In practice, breaks are usually generated programmatically based on your session hours (09:30-16:00 UTC) and date range. The timestamps above represent:

  • Break 1: April 9, 16:00 to April 10, 09:30
  • Break 2: April 10, 16:00 to April 11, 09:30
  • Break 3: April 11, 16:00 to April 12, 09:30
  • Break 4: April 12, 16:00 to April 13, 09:30

Design tips

  • Use area fill with moderate opacity to emphasize trend direction and volume
  • Set break gaps to 1-2% of chart width for minimal visual disruption
  • Enable both inside and slider data zoom for flexible exploration
  • Define breaks for each overnight/weekend period between sessions
  • Use UTC time consistently to avoid timezone confusion in data
  • Set y-axis minimum to data minimum for better scale utilization
  • Reserve bottom 30% of space for the slider zoom control
  • Keep symbol size at 0 (no points) for cleaner high-frequency data display
  • Use 30-minute intervals (1800000ms) for x-axis ticks in multi-day views
  • Insert NaN values in your data series at break points to disconnect lines

Performance tips

  • Generate breaks programmatically based on session rules for multi-day data
  • Pre-filter data to only include session hours before rendering
  • For datasets with minute-level data over many days, aggregate to 5-minute intervals
  • Set minimum zoom span to prevent over-zooming into too few data points
  • Use NaN values in data series to explicitly break lines at session boundaries
  • Consider downsampling for initial view, with detail-on-demand when zooming
  • Limit initial view to 5-7 trading days, provide zoom controls for exploration

FAQ

Should I connect lines across session breaks? Generally no. Session breaks represent real discontinuities where trading has stopped. The chart should visually break the line to make this clear. Connecting across breaks would falsely imply continuous activity and could be misleading for analysis.
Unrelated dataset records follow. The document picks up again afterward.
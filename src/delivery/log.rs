use super::DeliverySink;
use crate::error::DeliveryError;
use crate::utils::truncate_for_log;
use async_trait::async_trait;
use tracing::info;

/// Dry-run sink: logs every message and reports success.
#[derive(Debug, Default)]
pub struct LogSink;

#[async_trait]
impl DeliverySink for LogSink {
    async fn send(&self, destination: &str, text: &str) -> Result<(), DeliveryError> {
        info!(%destination, text = %truncate_for_log(text, 500), "Dry run: message not sent");
        Ok(())
    }
}
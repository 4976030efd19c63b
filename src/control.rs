//! Operator commands and their one-line answers.

use crate::poller::{Phase, Poller, StartOutcome};
use crate::utils::format_duration;
use itertools::Itertools;
use std::str::FromStr;
use thiserror::Error;

#[derive(Debug, Clone, Copy, PartialEq, Eq)]
pub enum Command {
    Start,
    Stop,
    Status,
    Sources,
    Help,
}

#[derive(Debug, Error, PartialEq, Eq)]
#[error("unknown command {0:?}; try `help`")]
pub struct UnknownCommand(pub String);

impl FromStr for Command {
    type Err = UnknownCommand;

    fn from_str(s: &str) -> Result<Self, Self::Err> {
        let word = s.trim().trim_start_matches('/').to_ascii_lowercase();
        match word.as_str() {
            "start" => Ok(Command::Start),
            "stop" => Ok(Command::Stop),
            "status" => Ok(Command::Status),
            "sources" | "list-sources" => Ok(Command::Sources),
            "help" => Ok(Command::Help),
            _ => Err(UnknownCommand(s.trim().to_string())),
        }
    }
}

pub const HELP: &str = "commands: start, stop, status, sources, help";

/// Execute `cmd` against the poller and describe the outcome.
pub fn respond(cmd: Command, poller: &Poller) -> String {
    match cmd {
        Command::Start => match poller.start() {
            StartOutcome::AlreadyRunning => "polling already running".to_string(),
            StartOutcome::Started { delay } if delay.is_zero() => "polling started".to_string(),
            StartOutcome::Started { delay } => format!("polling starts in {}", format_duration(delay)),
        },
        Command::Stop => {
            if poller.request_stop() {
                "polling stopped".to_string()
            } else {
                "polling not running".to_string()
            }
        }
        Command::Status => {
            let status = poller.status();
            match (status.phase, status.starts_in, status.running_for) {
                (Phase::Idle, _, _) => "polling not running".to_string(),
                (_, Some(left), _) => format!("polling starts in {}", format_duration(left)),
                (_, _, Some(up)) => format!("polling running for {}", format_duration(up)),
                _ => "polling running for 0s".to_string(),
            }
        }
        Command::Sources => poller
            .sources()
            .iter()
            .map(|s| format!("{}: {}", s.name, s.url))
            .join("\n"),
        Command::Help => HELP.to_string(),
    }
}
How to handle different time zones? Convert all timestamps to a consistent timezone (typically UTC or the market's local time) before plotting. Document the timezone clearly in the chart subtitle or description to avoid confusion.

What about partial sessions (holidays, early closures)? Generate breaks dynamically based on actual session times. For special dates like early closures on holidays, adjust the session end time accordingly in your data preparation.

How to show overnight changes? While the chart compresses overnight periods visually, you can add annotations or tooltips that show the gap between previous close and current open. Consider adding indicators at break points showing the percentage change across the gap.

Should I show weekends? For financial charts, generally compress weekends into breaks just like overnight periods. This keeps the focus on trading activity and makes the timeline more compact and easier to read.

How many days can I show effectively? With minute-level data, 4-7 trading days works well before the chart becomes too dense. For longer periods (weeks or months), aggregate to 5-15 minute intervals. Provide zoom controls to let users explore specific days while maintaining multi-day context.

Can I have multiple sessions per day? Yes, you can define multiple trading sessions per day. For example, some stock markets have a lunch break (12:00-13:00), or you might show pre-market, regular hours, and after-hours as separate sessions with breaks between them.